La presencia de elementos transponibles es otro elemento influyente del cruce no homólogo. Las regiones repetitivas de código caracterizan elementos transponibles; Las regiones complementarias pero no homólogas son ubicuas dentro de los transposones. Debido a que las regiones cromosómicas compuestas de transposones tienen grandes cantidades de código idéntico y repetitivo en un espacio condensado, se cree que las regiones de transposones que experimentan un evento de cruce son más propensas a un emparejamiento complementario erróneo; [33] es decir, una sección de un cromosoma que contiene muchas secuencias idénticas, en caso de sufrir un evento de cruce, tiene menos probabilidades de coincidir con una sección perfectamente homóloga de código complementario y es más propensa a unirse con una sección de código en una parte ligeramente diferente del cromosoma. Esto da como resultado una recombinación desequilibrada, ya que la información genética puede insertarse o eliminarse en el nuevo cromosoma, dependiendo de dónde ocurrió la recombinación.

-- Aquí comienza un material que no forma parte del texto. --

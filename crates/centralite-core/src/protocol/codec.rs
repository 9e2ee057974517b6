//! Bulk status bitmaps
//!
//! `^G` and `^H` are answered with ASCII hex. Loads come in groups of six
//! digits (three bytes, 24 loads), switches in groups of four digits (two
//! bytes, 16 switches). Within a group bytes are taken in wire order and
//! each byte is read least-significant bit first, so index 1 is bit 0 of
//! the first byte.

use std::collections::BTreeMap;

use super::ProtocolError;

/// Device index (1-based) to on/off
pub type DeviceStates = BTreeMap<u16, bool>;

/// Hex digits per load group
pub const LOAD_GROUP_DIGITS: usize = 6;
/// Hex digits per switch group
pub const SWITCH_GROUP_DIGITS: usize = 4;

/// Largest input whose indices still fit a u16 (multiple of both group sizes)
const MAX_DIGITS: usize = 16380;

/// Decode a `^G` reply into load states
pub fn decode_loads(hex: &str) -> Result<DeviceStates, ProtocolError> {
    decode_groups(hex, LOAD_GROUP_DIGITS)
}

/// Decode a `^H` reply into switch states
pub fn decode_switches(hex: &str) -> Result<DeviceStates, ProtocolError> {
    decode_groups(hex, SWITCH_GROUP_DIGITS)
}

/// Encode load states as a 48 digit `^G` reply
pub fn encode_loads(states: &DeviceStates) -> String {
    encode_bits(states, 48)
}

/// Encode switch states as a 96 digit `^H` reply
pub fn encode_switches(states: &DeviceStates) -> String {
    encode_bits(states, 96)
}

fn decode_groups(hex: &str, group_digits: usize) -> Result<DeviceStates, ProtocolError> {
    let hex = hex.trim();
    let usable = (hex.len() / group_digits * group_digits).min(MAX_DIGITS);
    if usable < hex.len() {
        tracing::debug!(
            "decode_groups: {} digits with groups of {}, ignoring {} trailing",
            hex.len(),
            group_digits,
            hex.len() - usable
        );
    }

    let bytes = hex.as_bytes();
    let mut states = DeviceStates::new();
    let mut index: u16 = 1;

    // Groups are contiguous bytes, so walking byte pairs in order covers
    // every group in sequence.
    for offset in (0..usable).step_by(2) {
        let high = hex_value(bytes[offset], offset)?;
        let low = hex_value(bytes[offset + 1], offset + 1)?;
        let value = (high << 4) | low;
        for bit in 0..8 {
            states.insert(index, value & (1 << bit) != 0);
            index += 1;
        }
    }

    Ok(states)
}

fn hex_value(digit: u8, offset: usize) -> Result<u8, ProtocolError> {
    match digit {
        b'0'..=b'9' => Ok(digit - b'0'),
        b'a'..=b'f' => Ok(digit - b'a' + 10),
        b'A'..=b'F' => Ok(digit - b'A' + 10),
        _ => Err(ProtocolError::InvalidHex {
            digit: digit as char,
            offset,
        }),
    }
}

fn encode_bits(states: &DeviceStates, digits: usize) -> String {
    let mut bytes = vec![0u8; digits / 2];
    for (&index, &on) in states {
        if !on || index == 0 {
            continue;
        }
        let bit = usize::from(index - 1);
        if let Some(byte) = bytes.get_mut(bit / 8) {
            *byte |= 1 << (bit % 8);
        }
    }
    bytes.iter().map(|b| format!("{:02X}", b)).collect()
}

#[cfg(test)]
mod tests {
    use super::*;
    use pretty_assertions::assert_eq;

    #[test]
    fn test_all_zero_loads() {
        let states = decode_loads(&"0".repeat(48)).unwrap();
        assert_eq!(states.len(), 192);
        assert!((1..=24).all(|i| !states[&i]));
        assert!(states.values().all(|on| !on));
    }

    #[test]
    fn test_load_indices_are_contiguous() {
        let states = decode_loads(&"F".repeat(48)).unwrap();
        let keys: Vec<u16> = states.keys().copied().collect();
        assert_eq!(keys, (1..=192).collect::<Vec<u16>>());
        assert!(states.values().all(|&on| on));
    }

    #[test]
    fn test_switch_indices_are_contiguous() {
        let states = decode_switches(&"0".repeat(96)).unwrap();
        let keys: Vec<u16> = states.keys().copied().collect();
        assert_eq!(keys, (1..=384).collect::<Vec<u16>>());
    }

    #[test]
    fn test_lsb_first_within_byte() {
        // 0x01 in the first byte: load 1 only
        let mut hex = String::from("010000");
        hex.push_str(&"0".repeat(42));
        let states = decode_loads(&hex).unwrap();
        assert!(states[&1]);
        assert!((2..=192).all(|i| !states[&i]));

        // 0x80 in the first byte: load 8
        let states = decode_loads("800000").unwrap();
        assert!(states[&8]);
        assert!(!states[&1]);
    }

    #[test]
    fn test_bytes_in_wire_order_across_groups() {
        // Second byte of first group -> loads 9..16, first byte of second group -> 25..32
        let states = decode_loads("000300").unwrap();
        assert_eq!(
            states.iter().filter(|(_, on)| **on).map(|(i, _)| *i).collect::<Vec<_>>(),
            vec![9, 10]
        );

        let states = decode_loads("000000400000").unwrap();
        assert_eq!(
            states.iter().filter(|(_, on)| **on).map(|(i, _)| *i).collect::<Vec<_>>(),
            vec![31]
        );
    }

    #[test]
    fn test_switch_groups() {
        let states = decode_switches("00010200").unwrap();
        assert_eq!(states.len(), 32);
        assert_eq!(
            states.iter().filter(|(_, on)| **on).map(|(i, _)| *i).collect::<Vec<_>>(),
            vec![9, 18]
        );
    }

    #[test]
    fn test_lowercase_and_whitespace() {
        let states = decode_loads(" ff0000\n").unwrap();
        assert!((1..=8).all(|i| states[&i]));
        assert!((9..=24).all(|i| !states[&i]));
    }

    #[test]
    fn test_partial_group_truncated() {
        let states = decode_loads("FFFFFFFF").unwrap();
        assert_eq!(states.len(), 24);

        let states = decode_switches("FFFFF").unwrap();
        assert_eq!(states.len(), 16);

        assert!(decode_loads("ABC").unwrap().is_empty());
        assert!(decode_loads("").unwrap().is_empty());
    }

    #[test]
    fn test_invalid_hex_digit() {
        match decode_loads("00G000") {
            Err(ProtocolError::InvalidHex { digit, offset }) => {
                assert_eq!(digit, 'G');
                assert_eq!(offset, 2);
            }
            other => panic!("expected InvalidHex, got {other:?}"),
        }
    }

    #[test]
    fn test_encode_matches_decode_mapping() {
        let mut states = DeviceStates::new();
        states.insert(1, true);
        states.insert(10, true);
        states.insert(25, true);
        states.insert(192, true);
        states.insert(3, false);

        let hex = encode_loads(&states);
        assert_eq!(hex.len(), 48);
        assert!(hex.starts_with("01020001"));
        assert!(hex.ends_with("80"));

        let on: Vec<u16> = decode_loads(&hex)
            .unwrap()
            .into_iter()
            .filter(|(_, on)| *on)
            .map(|(i, _)| i)
            .collect();
        assert_eq!(on, vec![1, 10, 25, 192]);
    }

    #[test]
    fn test_encode_ignores_out_of_range_indices() {
        let mut states = DeviceStates::new();
        states.insert(0, true);
        states.insert(500, true);
        assert_eq!(encode_switches(&states), "0".repeat(96));
    }
}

Si bien los factores que motivan la recombinación desigual siguen sin estar claros, se han dilucidado elementos del mecanismo físico. Las proteínas reparadoras de errores de coincidencia (MMR), por ejemplo, son una familia reguladora bien conocida de proteínas, responsables de regular secuencias de ADN no coincidentes durante la replicación y la regulación de escape. [34] El objetivo operativo de las MMR es la restauración del genotipo parental. Se sabe que una clase de MMR en particular, MutSβ, inicia la corrección de desajustes de inserción-deleción de hasta 16 nucleótidos. [34] Poco se sabe sobre el proceso de escisión en eucariotas, pero las escisiones de E. coli implican la escisión de una muesca en la cadena 5' o 3', después de lo cual la ADN helicasa y la ADN polimerasa III se unen y generan proteínas monocatenarias. los cuales son digeridos por exonucleasas y unidos a la hebra por ligasa . [34] Se han implicado múltiples vías MMR en el mantenimiento de la estabilidad del genoma de organismos complejos, y cualquiera de las muchas posibles fallas en la vía MMR resulta en errores de corrección y edición del ADN. [35] Por lo tanto, si bien no se sabe exactamente qué mecanismos conducen a errores de cruce no homólogo, es muy probable que la vía MMR esté involucrada.